If you toss a coin, there's 50% chance to get one result or another. But if you toss that coin 100 time, the probability for you to get a straight suit of tail then head repeated 50 times, is nearly the same than the probability to get 100 times head or 100 times tail.
So, obviously, when you're trying to apply this to something more than a pure binary value, the probability to get a fair spreading is even lower.

And there's no answer to that problem, or more precisely no simple answer.
Professional games that feel randomized are in fact based on weighted decision trees. Things that (globally) looks likes this:
  • Weight 1 choice 1 [condition set 1]
  • Weight 1 choice 2 [condition set 2]
  • Weight 2 choice 3 [condition set 3]
Therefore, the choice is at most done with a random( 4 ), with a value of 1 mean "choice 1", while a value of 2 mean "choice 2", and 3-4 mean "choice 3". Yet, only when all the condition set are validated.
Then, starting there, you follow the selected branch, and repeat the same process until you reach a decision.

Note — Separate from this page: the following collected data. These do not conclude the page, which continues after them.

//! Frontend shard scheduler.
//!
//! Validates, transforms, caches, enqueues and watches operations. Blob
//! reads fan out across the workers recorded in the blob-location index,
//! with failover and a correction pass when the index disagrees with
//! reality.

pub mod monitor;
pub mod queuer;

use std::collections::{HashMap, HashSet, VecDeque};
use std::sync::{Arc, Mutex};
use std::time::{Duration, Instant};

use bytes::Bytes;
use chrono::Utc;
use futures::future::join_all;
use prost::Message;
use rand::seq::SliceRandom;
use tracing::{debug, error, info, warn};
use uuid::Uuid;

use granary_api::validation::{validate_queued_operation, MISSING_ACTION, MISSING_INPUT};
use granary_api::{
    operation, Action, ActionKey, Code, Command, Digest, DigestUtil, Directory, ExecuteEntry,
    ExecuteOperationMetadata, ExecuteResponse, ExecutionPolicy, ExecutionStage, Operation,
    QueueEntry, QueuedOperation, QueuedOperationMetadata, RequestMetadata, ResultsCachePolicy,
    Status,
};
use granary_backplane::{operation_channel, Backplane, Retrier};

use crate::poller::Poller;
use crate::stubs::WorkerStubs;
use crate::watchers::{WatchHandle, Watcher, WatcherHub};

#[derive(Clone, Debug)]
pub struct InstanceConfig {
    /// Instance name; prefixes operation names.
    pub name: String,
    /// Watcher TTL; the hub's `next_expires_at` policy.
    pub watcher_ttl: Duration,
    /// Deadline on the action-cache check during queueing.
    pub cache_check_deadline: Duration,
    /// How long a request-metadata key forces `skip_cache_lookup` on retry.
    pub retry_cache_ttl: Duration,
    /// Cap on concurrent prequeue transforms.
    pub transform_concurrency: usize,
    /// Keep-alive poll period while an operation is being queued.
    pub queueing_poll_period: Duration,
    /// Absolute deadline on one queueing transform.
    pub queueing_deadline: Duration,
    /// Completed operations retained in the backplane.
    pub completed_retention: u64,
    /// In-process message cache capacity (actions, commands, directories).
    pub message_cache_capacity: usize,
}

impl Default for InstanceConfig {
    fn default() -> Self {
        Self {
            name: String::new(),
            watcher_ttl: Duration::from_secs(10),
            cache_check_deadline: Duration::from_secs(60),
            retry_cache_ttl: Duration::from_secs(300),
            transform_concurrency: 256,
            queueing_poll_period: Duration::from_secs(5),
            queueing_deadline: Duration::from_secs(300),
            completed_retention: 10_000,
            message_cache_capacity: 64 * 1024,
        }
    }
}

/// Bounded decode cache for fetched messages.
struct MessageCache<M> {
    capacity: usize,
    entries: Mutex<(HashMap<Digest, M>, VecDeque<Digest>)>,
}

impl<M: Clone> MessageCache<M> {
    fn new(capacity: usize) -> MessageCache<M> {
        MessageCache {
            capacity,
            entries: Mutex::new((HashMap::new(), VecDeque::new())),
        }
    }

    fn get(&self, digest: &Digest) -> Option<M> {
        self.entries
            .lock()
            .expect("message cache poisoned")
            .0
            .get(digest)
            .cloned()
    }

    fn insert(&self, digest: Digest, message: M) {
        let mut entries = self.entries.lock().expect("message cache poisoned");
        if entries.0.insert(digest.clone(), message).is_none() {
            entries.1.push_back(digest);
        }
        while entries.1.len() > self.capacity {
            if let Some(evicted) = entries.1.pop_front() {
                entries.0.remove(&evicted);
            }
        }
    }
}

/// Request-metadata keys recently served from the action cache. A retry
/// carrying the same metadata skips the cache lookup, so a cached failure
/// cannot be served in a retry loop.
struct RecentExecutions {
    ttl: Duration,
    entries: Mutex<HashMap<RequestMetadata, Instant>>,
}

impl RecentExecutions {
    fn new(ttl: Duration) -> RecentExecutions {
        RecentExecutions {
            ttl,
            entries: Mutex::new(HashMap::new()),
        }
    }

    fn record(&self, metadata: &RequestMetadata) {
        let mut entries = self.entries.lock().expect("recent executions poisoned");
        let now = Instant::now();
        entries.retain(|_, inserted| now.duration_since(*inserted) < self.ttl);
        entries.insert(metadata.clone(), now);
    }

    fn contains(&self, metadata: &RequestMetadata) -> bool {
        let entries = self.entries.lock().expect("recent executions poisoned");
        entries
            .get(metadata)
            .map(|inserted| inserted.elapsed() < self.ttl)
            .unwrap_or(false)
    }
}

pub struct Instance {
    config: InstanceConfig,
    backplane: Arc<dyn Backplane>,
    stubs: Arc<WorkerStubs>,
    hub: Arc<WatcherHub>,
    retrier: Retrier,
    action_cache: MessageCache<Action>,
    command_cache: MessageCache<Command>,
    directory_cache: MessageCache<Directory>,
    recent_cache_served: RecentExecutions,
}
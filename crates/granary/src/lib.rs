//! The granary scheduling plane.
//!
//! Frontend shards validate, cache-check and queue operations; workers claim
//! queue entries, stage inputs from the local CAS cache, execute, and report
//! results. All shared state lives in the backplane.

pub mod config;
pub mod instance;
pub mod poller;
pub mod queue_service;
pub mod stubs;
pub mod watchers;
pub mod worker;

pub use instance::Instance;
pub use poller::Poller;
pub use watchers::{WatchHandle, Watcher, WatcherHub};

Like at each level the possibility for a choice to appear or not is conditioned, while the randomization is always done on a small value, it ensure a better spreading, and the computer don't looks like it's spamming the same pattern again and again.
If you take a game like Mortal Kombat by example, the most basic approach would have three levels. One based on the player health, one based on the opponent health, and one based on the last move made by the player.
So, even considering that you repeat the same move during all the fight, the possibility to see your opponent do the same move two time in a row will be relatively low, because your health and his will not stay long in the correct range.

But, as I implied, it's not something easy to implement.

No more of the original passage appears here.